第20話 ただいま
遂にやってきてしまいました。
今日は、魔王封印の力を強くする依頼のために英雄の墓所へ行きます。
「マルリ様、ご気分、そして体調はどうですか?」
「大丈夫です」
嘘です。すごく緊張してます。
すごく胃がキリキリしてます。
「では、出発しましょうか」
「はい」
いや、できることなら行きたくないです。
「では、テレポート!」
~英雄の墓所~
はい、来ちゃいました。
でもまだ、やめようと思えばやめられるはず…
きっとやめられるはず…。
そんなことを思いつつ国王について行き、気づけば封印されし場所の扉まで来ていて…
もうだめじゃん。手遅れじゃん!
ここまで来てやっぱムリですなんて言えないじゃん!
もうやだ!やめてよ…本当に…うわぁ。
「では、マルリ様開けますぞ。ここからはマルリ様だけで向かって下さい。名運を祈っておりますぞ」
「ありがとうございます」
扉が開けられると、とてつもない迫力が来ました。
聖なる気の中に邪気が混じっていて、なんとも言えない空間。
私のやる気を物凄く削いでいきます。
しかし、もう後戻りはできません。
私は一歩踏み出しました。
封印されし空間は、耳をすましてみると沢山の声が聞こえて来ました。
その声は、恐らく魔王の手によって亡くなってしまった人の声や魔王を最後まで守ろうとした魔物の声など様々なものでした。
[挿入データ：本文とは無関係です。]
//! 工具目录
//!
//! 每个已知工具的访问类型（只读 / 修改）、被加锁资源所在参数、是否破坏性（需审批）以及对 ProjectState 的影响。
//! 各 Agent 的独占工具表与共享只读工具表也在此声明。

use serde_json::Value;

use crate::tools::ToolCall;

#[derive(Debug, Clone, Copy, PartialEq, Eq)]
pub enum ToolAccess {
    ReadOnly,
    Mutating,
}

/// 成功调用后需要同步到 ProjectState 的变化
#[derive(Debug, Clone, Copy, PartialEq, Eq)]
pub enum StateEffect {
    None,
    CreateScene,
    DeleteScene,
    TouchScene,
    AddNode,
    RemoveNode,
    RenameNode,
    ReparentNode,
    WriteAsset,
}

#[derive(Debug, Clone, Copy)]
pub struct ToolSpec {
    pub name: &'static str,
    pub access: ToolAccess,
    /// 存放资源路径的参数名（加锁对象）
    pub resource_param: Option<&'static str>,
    /// 破坏性操作需经过审批
    pub destructive: bool,
    pub effect: StateEffect,
}

const fn read(name: &'static str) -> ToolSpec {
    ToolSpec {
        name,
        access: ToolAccess::ReadOnly,
        resource_param: None,
        destructive: false,
        effect: StateEffect::None,
    }
}

const fn write(name: &'static str, param: &'static str, effect: StateEffect) -> ToolSpec {
    ToolSpec {
        name,
        access: ToolAccess::Mutating,
        resource_param: Some(param),
        destructive: false,
        effect,
    }
}

const fn destroy(name: &'static str, param: &'static str, effect: StateEffect) -> ToolSpec {
    ToolSpec {
        name,
        access: ToolAccess::Mutating,
        resource_param: Some(param),
        destructive: true,
        effect,
    }
}

pub const CATALOG: &[ToolSpec] = &[
    // 共享只读
    read("get_scene_tree"),
    read("get_node_info"),
    read("list_scenes"),
    read("get_open_scenes"),
    read("open_scene"),
    read("read_file"),
    read("list_files"),
    // 场景结构
    write("create_scene", "path", StateEffect::CreateScene),
    write("save_scene", "path", StateEffect::TouchScene),
    destroy("delete_scene", "path", StateEffect::DeleteScene),
    write("add_node", "scene_path", StateEffect::AddNode),
    destroy("remove_node", "scene_path", StateEffect::RemoveNode),
    write("rename_node", "scene_path", StateEffect::RenameNode),
    write("reparent_node", "scene_path", StateEffect::ReparentNode),
    // 角色与资源
    write("import_asset", "path", StateEffect::WriteAsset),
    write("create_sprite_frames", "path", StateEffect::WriteAsset),
    write("create_animation", "path", StateEffect::WriteAsset),
    write("attach_script", "scene_path", StateEffect::TouchScene),
    write("set_collision_shape", "scene_path", StateEffect::TouchScene),
    // 关卡
    write("create_tileset", "path", StateEffect::WriteAsset),
    write("create_tilemap", "scene_path", StateEffect::AddNode),
    write("set_tiles", "scene_path", StateEffect::TouchScene),
    write("paint_terrain", "scene_path", StateEffect::TouchScene),
    write("place_entity", "scene_path", StateEffect::AddNode),
    // 质量检查
    read("get_project_errors"),
    read("get_runtime_errors"),
    read("validate_resource"),
];

pub const SHARED_READ_TOOLS: &[&str] = &[
    "get_scene_tree",
    "get_node_info",
    "list_scenes",
    "get_open_scenes",
    "open_scene",
    "read_file",
    "list_files",
];

pub const ARCHITECT_TOOLS: &[&str] = &[
    "create_scene",
    "save_scene",
    "delete_scene",
    "add_node",
    "remove_node",
    "rename_node",
    "reparent_node",
];

pub const CHARACTER_TOOLS: &[&str] = &[
    "import_asset",
    "create_sprite_frames",
    "create_animation",
    "attach_script",
    "set_collision_shape",
];

pub const LEVEL_TOOLS: &[&str] = &[
    "create_tileset",
    "create_tilemap",
    "set_tiles",
    "paint_terrain",
    "place_entity",
];

pub const QA_TOOLS: &[&str] = &["get_project_errors", "get_runtime_errors", "validate_resource"];

pub fn lookup(name: &str) -> Option<&'static ToolSpec> {
    CATALOG.iter().find(|spec| spec.name == name)
}

/// 未登记的工具按「修改、无资源」保守处理
pub fn is_mutating(name: &str) -> bool {
    lookup(name).map_or(true, |spec| spec.access == ToolAccess::Mutating)
}

/// 调用所作用的资源路径（需加锁的对象）
pub fn resource_path(call: &ToolCall) -> Option<String> {
    let spec = lookup(&call.name)?;
    if spec.access != ToolAccess::Mutating {
        return None;
    }
    spec.resource_param
        .and_then(|p| call.params.get(p))
        .and_then(Value::as_str)
        .map(str::to_string)
}

/// 新增节点的名称：create_tilemap 缺省为 "TileMap"，其余工具必须显式给出
pub fn node_name<'a>(tool: &str, params: &'a Value) -> Option<&'a str> {
    match params.get("name").and_then(Value::as_str) {
        Some(name) if !name.is_empty() => Some(name),
        _ if tool == "create_tilemap" => Some("TileMap"),
        _ => None,
    }
}

/// 新增节点的类型：参数 type 优先，否则按工具取默认值
pub fn node_type<'a>(tool: &str, params: &'a Value) -> &'a str {
    params
        .get("type")
        .and_then(Value::as_str)
        .unwrap_or(match tool {
            "create_tilemap" => "TileMap",
            "place_entity" => "Node2D",
            _ => "Node",
        })
}

pub fn to_strings(names: &[&str]) -> Vec<String> {
    names.iter().map(|n| n.to_string()).collect()
}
少しでも気を抜いてしまえば乗っ取られてしまうかもしれません。
そして、遂に封印の前までやって来ました。
「これが封印…」
早速、封印の力を強めようと封印に魔力を通した瞬間。
気づけば私の意識は遠くへいっていました。
~???~
「う~ん?ここは?」
目が覚めるとそこは色々な花が咲き誇る野原でした。
「すごく、綺麗~」
よくみてみると、そこにある花はどれも見たことのない物でした。
ですが、どれも美しく綺麗なものです。
気づけば花に見惚れてしまっていました。
「マルリ!その花を見るのはやめなさい!」
花を見ていたら怒られてしまいました。
一体どうしたのでしょう?
「どうして?見ない方が良いのですか?」
声の聞こえた方をみると、そこには人が立っていて。
でも、とてもぼやけておりどんな顔をしているかは全くわかりません…。
ですが、とても整った顔をしているのだろう。そんなことを無意識に思ってしまいました。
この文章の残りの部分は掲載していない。